Zia returned to Pakistan the following year, and witnessed political turmoil and regional division. East Pakistan had been devastated by the 1970 Bhola cyclone, and the population had been embittered by the slow response of the central government. The political conflict between Sheikh Mujibur Rahman's Awami League, which had won a majority in the 1970 elections, the President Yahya Khan and West Pakistani politician Zulfikar Ali Bhutto had brought sectarian tensions to a climax. Sheikh Mujib laid claim to form a government, but Yahya Khan postponed the convening of the legislature under pressure from West Pakistani politicians. Bengali civil and military officers had alleged institutional discrimination through the 1960s, and now distrust had divided the Pakistani Army. Upon his return, Zia attained the rank of Major and was transferred in October 1970 to the 8th East Bengal regiment stationed in Chittagong to serve as its second-in-command.
Liberation War of 1971 
Following the failure of last-ditch talks, Yahya Khan declared martial law and ordered the army to crack down on Bengali political activities and arrested Sheikh Mujib on the early mornings of 26 March 1971. Zia who already by then killed his commanding officer Lt.
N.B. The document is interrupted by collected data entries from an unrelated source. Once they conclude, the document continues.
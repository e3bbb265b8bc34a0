pub mod authorize;
pub mod oracle;
pub mod runtime;

// Re-export the main types for convenience
pub use authorize::{authorize_asset_op, authorize_collection_op};
pub use oracle::{OracleEvaluator, OracleVerdict, TableOracle};
pub use runtime::{
    CurioRuntime, InMemoryReceiptLog, InMemoryRuntime, OperationReceipt, ReceiptLog, RecordEffect,
};
//! The mutable, pointer based octree used while authoring a scene.

pub mod node;

use glam::{uvec3, UVec3};

use crate::{
    cell::{Cell, CellType, Texture},
    error::OctreeError,
    linear::{compiler::compile, CompiledOctree},
    OctreeParams, MAX_DEPTH,
};

pub use node::{octant_index, Node};

/// A sparse voxel octree addressed by integer coordinates in `0..2^max_depth` on each axis.
/// Nodes are only created where cells are set.
#[derive(Clone, Debug)]
pub struct SparseOctree {
    root: Node,
    max_depth: u32,
    /// Number of nodes below the root.
    node_count: usize,
    leaf_count: usize,
    /// Validate the compiled octree even in release builds.
    pub validate_on_compile: bool,
}

impl SparseOctree {
    /// Creates an empty octree with side `2^max_depth`.
    ///
    /// # Panics
    /// Panics if `max_depth` is not in `1..=MAX_DEPTH`.
    pub fn new(max_depth: u32) -> Self {
        match Self::try_new(max_depth) {
            Ok(octree) => octree,
            Err(e) => panic!("{e}"),
        }
    }

    /// Creates an empty octree with side `2^max_depth`.
    pub fn try_new(max_depth: u32) -> Result<Self, OctreeError> {
        if max_depth == 0 || max_depth > MAX_DEPTH {
            return Err(OctreeError::InvalidDepth {
                depth: max_depth,
                max: MAX_DEPTH,
            });
        }
        Ok(Self {
            root: Node::default(),
            max_depth,
            node_count: 0,
            leaf_count: 0,
            validate_on_compile: false,
        })
    }

    /// Creates an empty octree configured from `params`.
    pub fn from_params(params: &OctreeParams) -> Result<Self, OctreeError> {
        let mut octree = Self::try_new(params.max_depth)?;
        octree.validate_on_compile = params.validate;
        Ok(octree)
    }

    #[inline(always)]
    pub fn max_depth(&self) -> u32 {
        self.max_depth
    }

    /// Linear size of the octree, in cells.
    #[inline(always)]
    pub fn side(&self) -> u32 {
        1 << self.max_depth
    }

    #[inline(always)]
    pub fn root(&self) -> &Node {
        &self.root
    }

    /// Number of nodes below the root, including leaves.
    #[inline(always)]
    pub fn node_count(&self) -> usize {
        self.node_count
    }

    /// Number of distinct cells that have been set.
    #[inline(always)]
    pub fn leaf_count(&self) -> usize {
        self.leaf_count
    }

    #[inline(always)]
    pub fn is_empty(&self) -> bool {
        self.leaf_count == 0
    }

    #[inline(always)]
    fn in_range(&self, x: u32, y: u32, z: u32) -> bool {
        let side = self.side();
        x < side && y < side && z < side
    }

    /// Sets the cell at `(x, y, z)`, creating the nodes on the way down as needed.
    /// Setting the same coordinate again overwrites the cell.
    ///
    /// Coordinates outside of `0..side()` wrap around (each is taken modulo `side()`).
    /// Use [`SparseOctree::try_set_cell`] to reject them instead.
    pub fn set_cell(&mut self, kind: CellType, texture: Texture, x: u32, y: u32, z: u32) {
        if !self.in_range(x, y, z) {
            log::debug!(
                "set_cell ({x}, {y}, {z}) is outside of side {}, wrapping",
                self.side()
            );
        }
        let mask = self.side() - 1;
        self.insert(Cell::new(kind, texture), x & mask, y & mask, z & mask);
    }

    /// Sets the cell at `(x, y, z)`, or returns an error if the coordinate is out of range.
    pub fn try_set_cell(
        &mut self,
        kind: CellType,
        texture: Texture,
        x: u32,
        y: u32,
        z: u32,
    ) -> Result<(), OctreeError> {
        if !self.in_range(x, y, z) {
            return Err(OctreeError::CoordinateOutOfRange {
                x,
                y,
                z,
                side: self.side(),
            });
        }
        self.insert(Cell::new(kind, texture), x, y, z);
        Ok(())
    }

    fn insert(&mut self, cell: Cell, x: u32, y: u32, z: u32) {
        let mut node = &mut self.root;
        // Walk from the coarsest level down, picking the octant from the coordinate bit at each level.
        for level in (0..self.max_depth).rev() {
            let octant = octant_index(x >> level, y >> level, z >> level);
            if node.children[octant].is_none() {
                self.node_count += 1;
            }
            node = &mut **node.children[octant].get_or_insert_with(Box::default);
        }
        if !node.is_leaf() {
            self.leaf_count += 1;
        }
        node.make_leaf(cell);
    }

    /// Returns the cell at `(x, y, z)` if one has been set.
    pub fn get_cell(&self, x: u32, y: u32, z: u32) -> Option<Cell> {
        if !self.in_range(x, y, z) {
            return None;
        }
        let mut node = &self.root;
        for level in (0..self.max_depth).rev() {
            node = node.child(octant_index(x >> level, y >> level, z >> level))?;
        }
        node.is_leaf().then_some(node.cell)
    }

    /// Collects every set cell with its coordinate, in depth first octant order.
    pub fn leaves(&self) -> Vec<(UVec3, Cell)> {
        let mut leaves = Vec::with_capacity(self.leaf_count);
        collect_leaves(&self.root, UVec3::ZERO, self.side(), &mut leaves);
        leaves
    }

    /// Flatten into the pointer free representation used for traversal.
    pub fn compile(&self) -> CompiledOctree {
        compile(self)
    }
}

fn collect_leaves(node: &Node, min: UVec3, size: u32, leaves: &mut Vec<(UVec3, Cell)>) {
    if node.is_leaf() {
        leaves.push((min, node.cell));
        return;
    }
    let half = size / 2;
    for (octant, child) in node.children.iter().enumerate() {
        if let Some(child) = child {
            let o = octant as u32;
            let child_min = min + uvec3(o & 1, (o >> 1) & 1, (o >> 2) & 1) * half;
            collect_leaves(child, child_min, half, leaves);
        }
    }
}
Col. Janjua, revolted  and broadcasted the announcement of the Declaration of Independence on the evening hours of 26 March 1971 from the captured Kalurghat radio station in Chittagong which read:
This is Swadhin Bangla Betar Kendra. I, Major Ziaur Rahman, at the direction of Bangobondhu Mujibur Rahman, hereby declare that Independent People's Republic of Bangladesh has been established. At his direction , I have taken the command as the temporary Head of the Republic. In the name of Sheikh Mujibur Rahman, I call upon all Bengalees to rise against the attack by the West Pakistani Army. We shall fight to the last to free our motherland. Victory is, by the Grace of Allah, ours. Joy Bangla.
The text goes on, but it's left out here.